Discover more from Grey Goose Chronicles
Response To Genetic Ancestry Paper
"Getting Genetic Ancestry Right for Science and Society"
Yesterday this paper was published in Science:
Lewis, A.C., Molina, S.J., Appelbaum, P.S., Dauda, B., Di Rienzo, A., Fuentes, A., Fullerton, S.M., Garrison, N.A., Ghosh, N., Hammonds, E.M. and Jones, D.S., 2022. Getting genetic ancestry right for science and society. Science, 376(6590), pp.250-252.
As I have previously discussed, the concept of genetic ancestry, and the ability for genetics researchers to tie individuals into both geographical and cultural groups has made the liberal edge of modern academia extremely uncomfortable. Papers that can pinpoint the group and place of origin of an ancient fossil are inherently suspicious to these activists, since it offers the opportunity for older, more racialist tinged ideas to get a hearing within modern science - or at least, that is their concern.
This paper takes full aim at the notion of 'continental ancestry’. In their own words:
Racial classifications have often taken continents as boundaries between human groups; thus it is not surprising that racial categories and continental ancestry categories are often confounded. Whenever continental ancestry categories are used, the risk is high that a misconception of race as biological will re-enter through the backdoor.
What they mean by continental ancestry is the broad groupings of humans under terms like ‘South Asian’, ‘European’ or ‘African’, whereby someone’s genetic data can be clustered around others which match a general region or continent. Their argument falls into two main points, which they outline:
Genetic ancestry is complex, so complex that we don’t have a full and clear working definition.
People have mixed backgrounds, so can’t and shouldn’t be easily categorised when actually, we all fall on a continuum.
These are both so preposterous as serious arguments I am surprised the paper was published. A quick check through the author list shows that the main contributors are bioethicists, sociologists and researchers in public health equity and similar fields. Likewise their bibliography, a mere 15 references, hardly diving into the complexities and nuances of human genetics, is a list of politicised titles - “Race and Genetic Ancestry in Medicine — A Time for Reckoning with Racism” or “Hidden in Plain Sight — Reconsidering the Use of Race Correction in Clinical Algorithms”.
To rip the paper apart line by line isn’t necessary, it is merely sufficient to compare the study of human genetics with other fields where phylogeny and ancestry is primary, say linguistics or evolutionary biology. In any discipline where your object of study evolves naturally and is contingent on what went before, we end up with the problem of classification. It is well known in biology that even a simple category like ‘species’ is fraught with definitional problems. To that end we create hierarchies of classifications, which allow us to move from the micro to the macro. For example, the taxonomic ranking system in biology:
Life, Domain, Kingdom, Phylum, Class, Order, Family, Genus, Species
We know that each species is a combination of contingent events, but that doesn’t stop us using bigger and smaller scales to help group and categorise. Likewise, geneticists DO NOT just operate at the level of continental ancestry. From the micro scale of individual haplogroups and unique genetic mutations or polymorphisms, to the macro scale of broad sweeping clusters like ‘African’, genetics operates at every level. If this didn’t work, then archaeology would not be able to tease apart and interrogate data from ancient fossils, placing human remains into families of maternal and paternal DNA. That they can tells us papers like this are being disingenuous.

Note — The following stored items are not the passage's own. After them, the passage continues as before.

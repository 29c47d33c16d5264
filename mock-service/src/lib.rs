use governor::{DefaultDirectRateLimiter, Quota, RateLimiter};
use qstress::{Connection, ConnectionError, Connector};
use rand_distr::{Distribution, SkewNormal};
use std::{
    num::NonZeroU32,
    sync::{
        atomic::{AtomicU64, Ordering},
        Arc, Mutex, PoisonError,
    },
    time::Duration,
};
use tracing::debug;

pub mod prelude {
    pub use super::{Latency, MockDatabase};
}

/// How long each query takes to answer.
#[derive(Debug, Clone, Copy, PartialEq)]
pub enum Latency {
    Fixed(Duration),
    /// Skew-normal jitter around `mean`. Samples are clamped at zero.
    SkewNormal {
        mean: Duration,
        std_dev: Duration,
        shape: f64,
    },
}

impl Latency {
    fn sample(&self) -> Duration {
        match *self {
            Latency::Fixed(latency) => latency,
            Latency::SkewNormal {
                mean,
                std_dev,
                shape,
            } => match SkewNormal::new(mean.as_secs_f64(), std_dev.as_secs_f64(), shape) {
                Ok(distr) => {
                    let secs: f64 = distr.sample(&mut rand::thread_rng());
                    Duration::from_secs_f64(secs.max(0.))
                }
                Err(_) => mean,
            },
        }
    }
}

#[derive(Default)]
struct Counters {
    opened: AtomicU64,
    open: AtomicU64,
    executed: AtomicU64,
    log: Mutex<Vec<String>>,
}

/// An in-process stand-in for a database server.
///
/// Clones share their counters and query log, so a test can hand one clone to the load test
/// and inspect another afterwards.
#[derive(Clone)]
pub struct MockDatabase {
    latency: Latency,
    refuse_connections: bool,
    failing: Vec<String>,
    limiter: Option<Arc<DefaultDirectRateLimiter>>,
    counters: Arc<Counters>,
}

impl MockDatabase {
    pub fn new(latency: Latency) -> Self {
        Self {
            latency,
            refuse_connections: false,
            failing: vec![],
            limiter: None,
            counters: Arc::new(Counters::default()),
        }
    }

    pub fn with_delay(delay: Duration) -> Self {
        Self::new(Latency::Fixed(delay))
    }

    /// Refuse every connection attempt.
    pub fn fail_connect(mut self) -> Self {
        self.refuse_connections = true;
        self
    }

    /// Fail any query whose text contains `needle`.
    pub fn fail_queries_containing(mut self, needle: impl Into<String>) -> Self {
        self.failing.push(needle.into());
        self
    }

    /// Fail queries beyond `max_qps` across every connection.
    pub fn limited(mut self, max_qps: NonZeroU32) -> Self {
        self.limiter = Some(Arc::new(RateLimiter::direct(Quota::per_second(max_qps))));
        self
    }

    pub fn connections_opened(&self) -> u64 {
        self.counters.opened.load(Ordering::Relaxed)
    }

    pub fn connections_open(&self) -> u64 {
        self.counters.open.load(Ordering::Relaxed)
    }

    pub fn queries_executed(&self) -> u64 {
        self.counters.executed.load(Ordering::Relaxed)
    }

    /// Every query text received so far, in arrival order.
    pub fn query_log(&self) -> Vec<String> {
        self.counters
            .log
            .lock()
            .unwrap_or_else(PoisonError::into_inner)
            .clone()
    }
}

impl Connector for MockDatabase {
    type Connection = MockConnection;

    async fn connect(&self) -> Result<MockConnection, ConnectionError> {
        if self.refuse_connections {
            debug!("Refusing connection.");
            return Err(ConnectionError::msg("connection refused"));
        }

        self.counters.opened.fetch_add(1, Ordering::Relaxed);
        self.counters.open.fetch_add(1, Ordering::Relaxed);
        Ok(MockConnection { db: self.clone() })
    }
}

pub struct MockConnection {
    db: MockDatabase,
}

impl Connection for MockConnection {
    async fn execute(&mut self, query: &str) -> Result<u64, ConnectionError> {
        let counters = &self.db.counters;
        counters.executed.fetch_add(1, Ordering::Relaxed);
        counters
            .log
            .lock()
            .unwrap_or_else(PoisonError::into_inner)
            .push(query.to_string());

        let delay = self.db.latency.sample();
        tokio::time::sleep(delay).await;

        if let Some(limiter) = &self.db.limiter {
            if limiter.check().is_err() {
                debug!("Rate limit exceeded");
                return Err(ConnectionError::msg("too many requests"));
            }
        }

        if let Some(needle) = self.db.failing.iter().find(|n| query.contains(n.as_str())) {
            debug!("Failing query containing {needle:?}");
            return Err(ConnectionError::msg(format!(
                "relation \"{needle}\" does not exist"
            )));
        }

        Ok(1)
    }

    async fn close(self) -> Result<(), ConnectionError> {
        Ok(())
    }
}

impl Drop for MockConnection {
    fn drop(&mut self) {
        self.db.counters.open.fetch_sub(1, Ordering::Relaxed);
    }
}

This diagram is meant to highlight to the readers that we shouldn’t take seriously the idea of continental ancestry, because look - all the grey dots form a continuous blob. But they don’t, they form streams between poles, which reflects the broad, imprecise, crude, but ultimately meaningful distinction between people from different continents. No-one is suggesting that humans form entirely discrete, bounded and independent units, but this kind of weak sophistry is designed to help muddy and confuse. This paper WILL be cited by others attempting to obfuscate and befuddle, and most won’t read the details of these arguments, but merely cite it as an authority.
It falls to us, researchers and amateurs alike, to rebuke and present a defence of meaningful categorisation in the face of politicised science. We must be prepared to call this nonsense out and insist on rigorous and exacting standards. That this paper was published at all is an indictment on many fields, it wouldn’t pass for a semi-decent undergraduate essay.
Sadly we should expect more like this and we should expect to see moves within journals and conferences to clamp down on language and concepts that they find distasteful. Perhaps for those of us concerned with real research and science, we should be finding one another and looking for a way out of this morass?